Longmore Institute Receives Important Gift to Support SF State Students at the Intersection of LGBTQ and Disability Worlds

A seventeen-year friendship between two campus administrators has blossomed into a significant gift to the Paul K. Longmore Institute on Disability at San Francisco State University. Al, Norma, and Gene all smiling with their arms around each other. Al Alston, Norma Siani-Alston, and Eugene Chelberg

Norma Siani-Alston, recently retired from her position as Director of Special Events for the Office of the President, announced the $10,000 gift on September 16 to honor her dear friend Eugene R. Chelberg, Associate Vice President for Student Affairs. The terms of her charitable gift annuity stipulate that "The Eugene R. Chelberg Fellowship will provide undergraduate and graduate students with an opportunity to gain valuable internship experience with the Longmore Institute on Disability. Preference in the award of the fellowship will be given to students active in both the LGBTQ and disability communities."

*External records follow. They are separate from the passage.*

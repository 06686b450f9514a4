//! HTTP Middleware
//!
//! 按状态码记录失败请求

use std::time::Instant;

use axum::{extract::Request, middleware::Next, response::Response};

/// 4xx 记 warn，5xx 记 error
///
/// 业务错误的 kind/message 在 ApiError::into_response() 中记录，这里只补充路由与耗时
pub async fn error_logging_middleware(request: Request, next: Next) -> Response {
    let method = request.method().clone();
    let uri = request.uri().clone();
    let started = Instant::now();

    let response = next.run(request).await;
    let status = response.status();
    let elapsed_ms = started.elapsed().as_millis() as u64;

    if status.is_server_error() {
        tracing::error!(
            method = %method,
            uri = %uri,
            status = status.as_u16(),
            elapsed_ms,
            "HTTP server error"
        );
    } else if status.is_client_error() {
        tracing::warn!(
            method = %method,
            uri = %uri,
            status = status.as_u16(),
            elapsed_ms,
            "HTTP client error"
        );
    }

    response
}

#[cfg(test)]
mod tests {
    use super::*;
    use axum::{
        body::Body,
        http::{Request as HttpRequest, StatusCode},
        routing::get,
        Router,
    };
    use tower::util::ServiceExt;

    async fn ok_handler() -> &'static str {
        "OK"
    }

    async fn cancelled_handler() -> StatusCode {
        StatusCode::from_u16(499).unwrap_or(StatusCode::BAD_REQUEST)
    }

    async fn unavailable_handler() -> StatusCode {
        StatusCode::SERVICE_UNAVAILABLE
    }

    fn create_test_router() -> Router {
        Router::new()
            .route("/ok", get(ok_handler))
            .route("/cancelled", get(cancelled_handler))
            .route("/unavailable", get(unavailable_handler))
            .layer(axum::middleware::from_fn(error_logging_middleware))
    }

    async fn status_of(uri: &str) -> StatusCode {
        let request = HttpRequest::builder().uri(uri).body(Body::empty()).unwrap();
        create_test_router().oneshot(request).await.unwrap().status()
    }

    #[tokio::test]
    async fn test_passes_response_through() {
        assert_eq!(status_of("/ok").await, StatusCode::OK);
        assert_eq!(status_of("/cancelled").await.as_u16(), 499);
        assert_eq!(status_of("/unavailable").await, StatusCode::SERVICE_UNAVAILABLE);
        assert_eq!(status_of("/missing").await, StatusCode::NOT_FOUND);
    }
}
//! Speaker Context - Value Objects

use serde::{Deserialize, Serialize};

use super::SpeakerError;

/// 说话人 ID 最大长度（字符）
pub const MAX_SPEAKER_ID_CHARS: usize = 100;

/// 说话人唯一标识（由调用方提供）
///
/// 不变量:
/// - 非空，长度不超过 100 字符
/// - 可安全用作文件名（不含路径分隔符，不以 `.` 开头）
#[derive(Debug, Clone, PartialEq, Eq, Hash, PartialOrd, Ord, Serialize, Deserialize)]
pub struct SpeakerId(String);

impl SpeakerId {
    pub fn new(id: impl Into<String>) -> Result<Self, SpeakerError> {
        let id = id.into();
        if id.trim().is_empty() {
            return Err(SpeakerError::InvalidId("speaker_id 不能为空".to_string()));
        }
        if id.chars().count() > MAX_SPEAKER_ID_CHARS {
            return Err(SpeakerError::InvalidId(format!(
                "speaker_id 长度不能超过{}字符",
                MAX_SPEAKER_ID_CHARS
            )));
        }
        if id.starts_with('.') || id.chars().any(|c| matches!(c, '/' | '\\') || c.is_control()) {
            return Err(SpeakerError::InvalidId(format!(
                "speaker_id 包含非法字符: {}",
                id
            )));
        }
        Ok(Self(id))
    }

    pub fn as_str(&self) -> &str {
        &self.0
    }
}

impl std::fmt::Display for SpeakerId {
    fn fmt(&self, f: &mut std::fmt::Formatter<'_>) -> std::fmt::Result {
        write!(f, "{}", self.0)
    }
}

/// 参考音频时长上下限（闭区间）
#[derive(Debug, Clone, Copy, PartialEq)]
pub struct DurationBounds {
    pub min_secs: f64,
    pub max_secs: f64,
}

impl Default for DurationBounds {
    fn default() -> Self {
        Self {
            min_secs: 3.0,
            max_secs: 60.0,
        }
    }
}

/// 经过校验的参考音频时长（秒）
///
/// 只能在注册时通过 [`ReferenceDuration::validate`] 创建
#[derive(Debug, Clone, Copy, PartialEq, PartialOrd, Serialize, Deserialize)]
pub struct ReferenceDuration(f64);

impl ReferenceDuration {
    pub fn validate(secs: f64, bounds: DurationBounds) -> Result<Self, SpeakerError> {
        if !secs.is_finite() || secs < bounds.min_secs {
            return Err(SpeakerError::AudioTooShort {
                secs,
                min: bounds.min_secs,
            });
        }
        if secs > bounds.max_secs {
            return Err(SpeakerError::AudioTooLong {
                secs,
                max: bounds.max_secs,
            });
        }
        Ok(Self(secs))
    }

    /// 从持久化记录恢复（注册时已校验）
    pub(crate) fn restore(secs: f64) -> Self {
        Self(secs)
    }

    pub fn as_secs(&self) -> f64 {
        self.0
    }
}

#[cfg(test)]
mod tests {
    use super::*;

    #[test]
    fn test_speaker_id_bounds() {
        assert!(SpeakerId::new("alice").is_ok());
        assert!(SpeakerId::new("").is_err());
        assert!(SpeakerId::new("   ").is_err());
        assert!(SpeakerId::new("a".repeat(100)).is_ok());
        assert!(SpeakerId::new("a".repeat(101)).is_err());
    }

    #[test]
    fn test_speaker_id_rejects_path_like_ids() {
        assert!(SpeakerId::new("../etc").is_err());
        assert!(SpeakerId::new("a/b").is_err());
        assert!(SpeakerId::new("a\\b").is_err());
        assert!(SpeakerId::new("老王").is_ok());
    }

    #[test]
    fn test_duration_inclusive_bounds() {
        let bounds = DurationBounds::default();
        assert!(ReferenceDuration::validate(3.0, bounds).is_ok());
        assert!(ReferenceDuration::validate(60.0, bounds).is_ok());
        assert!(matches!(
            ReferenceDuration::validate(2.9, bounds),
            Err(SpeakerError::AudioTooShort { .. })
        ));
        assert!(matches!(
            ReferenceDuration::validate(60.1, bounds),
            Err(SpeakerError::AudioTooLong { .. })
        ));
    }

    #[test]
    fn test_duration_rejects_nan() {
        assert!(ReferenceDuration::validate(f64::NAN, DurationBounds::default()).is_err());
    }
}
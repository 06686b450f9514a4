//! OpenVoice Backend - 基础 TTS + 音色转换
//!
//! 仅支持少数语言；只使用语速参数

use async_trait::async_trait;
use serde::Serialize;

use super::model_server::{ensure_reference_audio, ModelServerClient, ModelServerConfig};
use crate::application::ports::{
    BackendError, BackendSynthesisRequest, LanguageSupport, SynthesisBackendPort,
};
use crate::domain::audio::PcmBuffer;

pub const OPENVOICE_BACKEND: &str = "openvoice";

const LANGUAGE_NAMES: [(&str, &str); 6] = [
    ("en", "English"),
    ("es", "Spanish"),
    ("fr", "French"),
    ("zh", "Chinese"),
    ("ja", "Japanese"),
    ("ko", "Korean"),
];

/// 转换为 OpenVoice 的语言名，未知语言回退到英语
pub fn openvoice_language(code: &str) -> &'static str {
    let code = code.to_lowercase();
    LANGUAGE_NAMES
        .iter()
        .find(|(c, _)| *c == code)
        .map(|(_, name)| *name)
        .unwrap_or("English")
}

/// OpenVoice 推理请求体
#[derive(Debug, Serialize)]
struct OpenVoicePayload<'a> {
    text: &'a str,
    reference_wav: String,
    language: &'static str,
    speed: f32,
}

/// OpenVoice Backend
pub struct OpenVoiceBackend {
    client: ModelServerClient,
}

impl OpenVoiceBackend {
    pub fn new(config: ModelServerConfig) -> Result<Self, BackendError> {
        Ok(Self {
            client: ModelServerClient::new(config)?,
        })
    }
}

#[async_trait]
impl SynthesisBackendPort for OpenVoiceBackend {
    fn name(&self) -> &str {
        OPENVOICE_BACKEND
    }

    fn supported_languages(&self) -> LanguageSupport {
        LanguageSupport::only(LANGUAGE_NAMES.iter().map(|(code, _)| *code))
    }

    async fn synthesize(&self, request: BackendSynthesisRequest) -> Result<PcmBuffer, BackendError> {
        ensure_reference_audio(&request.reference_audio).await?;

        let payload = OpenVoicePayload {
            text: &request.text,
            reference_wav: request.reference_audio.display().to_string(),
            language: openvoice_language(&request.language),
            speed: request.speed,
        };

        tracing::debug!(
            backend = OPENVOICE_BACKEND,
            speaker_id = %request.speaker_id,
            language = payload.language,
            text_len = request.text.len(),
            "OpenVoice synthesizing"
        );

        self.client.synthesize(OPENVOICE_BACKEND, &payload).await
    }

    async fn health_check(&self) -> bool {
        self.client.health_check().await
    }
}
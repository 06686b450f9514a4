//! Command Handlers 实现
//!
//! 合成命令由 [`crate::application::services::SynthesisService`] 处理

mod backend_handlers;
mod speaker_handlers;

pub use backend_handlers::*;
pub use speaker_handlers::*;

"This is an exciting breakthrough gift for many reasons," says Longmore Institute Director Catherine Kudlick. "It's the first in the country — and indeed the world — to openly tap students at this intersection; scholarships and opportunities tend to highlight one or the other of these identities, when in fact a significant number of people inhabit both." Kudlick points out that some of the most exciting scholarship in disability studies explores the intersections between queerness and disability.

Siani first met Gene in 2001 when he, as she put it, “was always haranguing me about ADA (Americans with Disabilities Act) issues regarding the commencement ceremony and … was a pain in the butt!” One day Gene invited Norma to lunch to pick her brain regarding his upcoming wedding plans. “When Gene asked me for recommendations for where to hold their ceremony, for some reason, I said ‘let me be your wedding planner.’ He said ‘yes,’ and from then on we became the closest of friends.”

Siani also had a friendly teasing relationship with Paul Longmore who used a wheelchair. “We met when I worked for then-SF State President Corrigan. We always said hello to one another with Paul waving his foot at me and my waving mine right back at him.”

“When Paul passed, I was devastated, I lost a dear friend. I decided in his memory to donate to the Paul Longmore Institute. And now with this gift to Gene, I get to give to two dear friends at once!”

Siani’s husband Al Alston passed away in 2013 but his memory lives on through her generosity.

“And now thanks to her gift,” director Kudlick stated, “we’re well on our way to making sure a future Gene Pool keeps pushing for LGBTQ and disability rights.”